## WHAT THE TASK ASKS
Go line by line through the entries below and copy those containing the string "relations".

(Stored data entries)
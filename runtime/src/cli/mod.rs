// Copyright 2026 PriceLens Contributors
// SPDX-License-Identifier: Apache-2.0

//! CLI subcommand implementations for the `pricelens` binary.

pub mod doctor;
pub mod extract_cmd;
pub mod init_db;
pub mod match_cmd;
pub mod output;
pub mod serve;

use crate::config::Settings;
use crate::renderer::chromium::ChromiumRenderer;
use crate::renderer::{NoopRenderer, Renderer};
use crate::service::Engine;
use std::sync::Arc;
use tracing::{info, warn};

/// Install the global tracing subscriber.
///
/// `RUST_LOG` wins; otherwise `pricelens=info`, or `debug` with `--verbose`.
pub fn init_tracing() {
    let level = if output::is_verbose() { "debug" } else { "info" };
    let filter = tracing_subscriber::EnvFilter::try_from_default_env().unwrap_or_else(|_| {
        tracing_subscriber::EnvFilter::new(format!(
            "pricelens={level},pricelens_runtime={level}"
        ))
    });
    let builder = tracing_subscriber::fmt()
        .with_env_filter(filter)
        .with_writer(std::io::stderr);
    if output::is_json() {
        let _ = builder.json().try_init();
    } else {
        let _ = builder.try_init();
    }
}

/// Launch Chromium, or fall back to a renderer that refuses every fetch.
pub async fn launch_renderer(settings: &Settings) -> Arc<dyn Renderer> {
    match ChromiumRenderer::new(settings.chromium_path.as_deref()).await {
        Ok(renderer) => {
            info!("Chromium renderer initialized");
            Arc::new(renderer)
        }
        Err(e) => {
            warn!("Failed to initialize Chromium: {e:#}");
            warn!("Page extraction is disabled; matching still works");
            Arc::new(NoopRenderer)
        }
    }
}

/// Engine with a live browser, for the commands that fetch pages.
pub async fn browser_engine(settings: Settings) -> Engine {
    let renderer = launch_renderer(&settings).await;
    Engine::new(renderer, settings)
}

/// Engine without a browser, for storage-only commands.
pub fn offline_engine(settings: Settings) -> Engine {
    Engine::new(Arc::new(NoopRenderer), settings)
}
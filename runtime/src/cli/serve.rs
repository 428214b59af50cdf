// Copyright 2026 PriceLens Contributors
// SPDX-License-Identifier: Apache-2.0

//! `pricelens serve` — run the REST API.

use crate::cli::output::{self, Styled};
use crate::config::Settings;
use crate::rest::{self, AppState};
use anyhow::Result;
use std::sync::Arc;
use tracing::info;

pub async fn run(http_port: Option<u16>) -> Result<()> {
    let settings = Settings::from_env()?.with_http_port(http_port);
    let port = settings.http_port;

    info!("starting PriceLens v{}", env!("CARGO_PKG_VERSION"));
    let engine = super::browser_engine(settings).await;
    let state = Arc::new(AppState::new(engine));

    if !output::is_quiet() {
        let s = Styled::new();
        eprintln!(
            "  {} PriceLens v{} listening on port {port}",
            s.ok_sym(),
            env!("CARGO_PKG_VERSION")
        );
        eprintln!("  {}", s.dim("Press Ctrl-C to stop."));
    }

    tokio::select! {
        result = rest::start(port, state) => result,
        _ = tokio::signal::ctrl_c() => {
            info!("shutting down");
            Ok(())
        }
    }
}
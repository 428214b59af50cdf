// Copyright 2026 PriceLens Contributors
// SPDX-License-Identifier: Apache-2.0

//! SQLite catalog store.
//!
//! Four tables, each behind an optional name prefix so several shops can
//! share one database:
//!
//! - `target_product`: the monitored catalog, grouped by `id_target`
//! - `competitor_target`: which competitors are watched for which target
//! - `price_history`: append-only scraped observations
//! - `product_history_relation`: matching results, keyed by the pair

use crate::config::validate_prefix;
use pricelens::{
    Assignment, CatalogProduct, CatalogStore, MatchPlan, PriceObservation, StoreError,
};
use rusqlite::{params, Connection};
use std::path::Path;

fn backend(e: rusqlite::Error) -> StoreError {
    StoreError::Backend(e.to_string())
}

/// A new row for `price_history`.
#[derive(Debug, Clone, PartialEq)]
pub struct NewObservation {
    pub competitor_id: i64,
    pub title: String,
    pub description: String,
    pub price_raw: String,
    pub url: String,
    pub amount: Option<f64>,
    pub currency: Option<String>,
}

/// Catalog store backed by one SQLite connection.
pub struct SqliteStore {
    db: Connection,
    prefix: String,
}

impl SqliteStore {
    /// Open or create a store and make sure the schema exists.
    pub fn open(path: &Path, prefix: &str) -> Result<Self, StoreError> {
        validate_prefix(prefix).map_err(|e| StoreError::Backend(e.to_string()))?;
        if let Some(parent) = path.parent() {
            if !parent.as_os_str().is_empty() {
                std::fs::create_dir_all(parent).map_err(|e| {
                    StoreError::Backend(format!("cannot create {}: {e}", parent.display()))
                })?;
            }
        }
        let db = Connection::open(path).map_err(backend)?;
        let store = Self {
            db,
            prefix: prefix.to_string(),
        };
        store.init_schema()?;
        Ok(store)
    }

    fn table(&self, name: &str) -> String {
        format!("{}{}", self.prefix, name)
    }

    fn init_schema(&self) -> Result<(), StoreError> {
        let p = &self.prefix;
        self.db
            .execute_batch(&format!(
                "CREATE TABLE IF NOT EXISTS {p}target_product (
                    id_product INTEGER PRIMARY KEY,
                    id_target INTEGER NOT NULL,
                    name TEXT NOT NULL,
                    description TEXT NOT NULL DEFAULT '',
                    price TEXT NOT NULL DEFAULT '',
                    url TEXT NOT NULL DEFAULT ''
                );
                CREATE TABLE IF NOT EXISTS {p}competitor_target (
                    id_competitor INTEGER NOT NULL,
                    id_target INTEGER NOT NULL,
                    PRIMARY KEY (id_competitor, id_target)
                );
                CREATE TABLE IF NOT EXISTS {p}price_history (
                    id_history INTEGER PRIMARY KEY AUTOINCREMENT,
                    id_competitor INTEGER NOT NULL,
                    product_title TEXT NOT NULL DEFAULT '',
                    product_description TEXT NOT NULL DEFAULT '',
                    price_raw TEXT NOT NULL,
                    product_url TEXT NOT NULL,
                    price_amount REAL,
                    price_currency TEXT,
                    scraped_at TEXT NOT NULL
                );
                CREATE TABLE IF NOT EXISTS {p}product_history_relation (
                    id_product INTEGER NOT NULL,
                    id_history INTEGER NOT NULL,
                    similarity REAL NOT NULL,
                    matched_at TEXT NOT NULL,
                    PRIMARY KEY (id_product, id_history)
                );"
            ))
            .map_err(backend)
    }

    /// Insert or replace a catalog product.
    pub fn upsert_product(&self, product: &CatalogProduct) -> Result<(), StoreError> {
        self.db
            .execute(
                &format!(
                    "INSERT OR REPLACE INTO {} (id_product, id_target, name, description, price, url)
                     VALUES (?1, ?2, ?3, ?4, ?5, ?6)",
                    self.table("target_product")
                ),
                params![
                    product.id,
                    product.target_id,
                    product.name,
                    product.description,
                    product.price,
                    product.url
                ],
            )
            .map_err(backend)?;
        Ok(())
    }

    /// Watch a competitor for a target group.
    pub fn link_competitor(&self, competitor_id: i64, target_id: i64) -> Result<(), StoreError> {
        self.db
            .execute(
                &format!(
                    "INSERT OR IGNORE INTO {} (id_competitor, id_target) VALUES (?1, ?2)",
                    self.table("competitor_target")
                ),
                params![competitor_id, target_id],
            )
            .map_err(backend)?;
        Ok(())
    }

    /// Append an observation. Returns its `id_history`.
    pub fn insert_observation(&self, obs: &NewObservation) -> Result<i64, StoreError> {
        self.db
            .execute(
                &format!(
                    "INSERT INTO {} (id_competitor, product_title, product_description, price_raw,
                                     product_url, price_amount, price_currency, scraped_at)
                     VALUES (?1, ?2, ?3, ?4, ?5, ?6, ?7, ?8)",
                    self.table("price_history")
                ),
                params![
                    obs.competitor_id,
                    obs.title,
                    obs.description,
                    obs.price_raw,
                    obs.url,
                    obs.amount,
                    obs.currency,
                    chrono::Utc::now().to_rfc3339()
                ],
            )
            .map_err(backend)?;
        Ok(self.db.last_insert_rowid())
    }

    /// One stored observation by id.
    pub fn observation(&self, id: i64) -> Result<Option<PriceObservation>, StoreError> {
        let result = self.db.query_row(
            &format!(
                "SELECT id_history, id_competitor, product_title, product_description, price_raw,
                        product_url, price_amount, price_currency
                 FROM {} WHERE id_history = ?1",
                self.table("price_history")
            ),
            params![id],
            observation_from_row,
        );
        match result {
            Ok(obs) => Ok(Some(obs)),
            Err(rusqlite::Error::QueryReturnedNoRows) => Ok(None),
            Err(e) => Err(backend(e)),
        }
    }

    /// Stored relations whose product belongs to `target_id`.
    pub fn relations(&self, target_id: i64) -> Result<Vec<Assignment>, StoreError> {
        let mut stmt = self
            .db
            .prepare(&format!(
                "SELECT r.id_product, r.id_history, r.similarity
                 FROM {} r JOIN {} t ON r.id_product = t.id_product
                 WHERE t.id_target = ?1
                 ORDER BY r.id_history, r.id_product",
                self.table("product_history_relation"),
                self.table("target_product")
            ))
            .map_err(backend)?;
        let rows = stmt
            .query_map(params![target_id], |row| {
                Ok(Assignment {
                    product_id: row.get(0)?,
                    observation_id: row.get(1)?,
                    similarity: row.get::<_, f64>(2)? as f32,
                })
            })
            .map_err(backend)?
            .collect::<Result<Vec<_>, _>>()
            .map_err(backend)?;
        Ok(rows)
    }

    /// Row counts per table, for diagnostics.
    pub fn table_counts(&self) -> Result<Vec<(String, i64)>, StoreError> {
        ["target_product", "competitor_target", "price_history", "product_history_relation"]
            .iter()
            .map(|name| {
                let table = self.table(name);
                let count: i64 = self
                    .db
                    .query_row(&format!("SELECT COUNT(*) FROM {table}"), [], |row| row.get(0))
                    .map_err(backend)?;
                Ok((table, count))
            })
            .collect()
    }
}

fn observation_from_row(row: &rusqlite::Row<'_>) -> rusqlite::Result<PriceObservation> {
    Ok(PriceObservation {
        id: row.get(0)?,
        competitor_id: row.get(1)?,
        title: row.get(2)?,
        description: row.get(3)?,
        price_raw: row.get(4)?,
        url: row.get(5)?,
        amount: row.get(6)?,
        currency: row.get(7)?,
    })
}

## EXERCISE RESPONSE
    /// Stored relations whose product belongs to `target_id`.
    pub fn relations(&self, target_id: i64) -> Result<Vec<Assignment>, StoreError> {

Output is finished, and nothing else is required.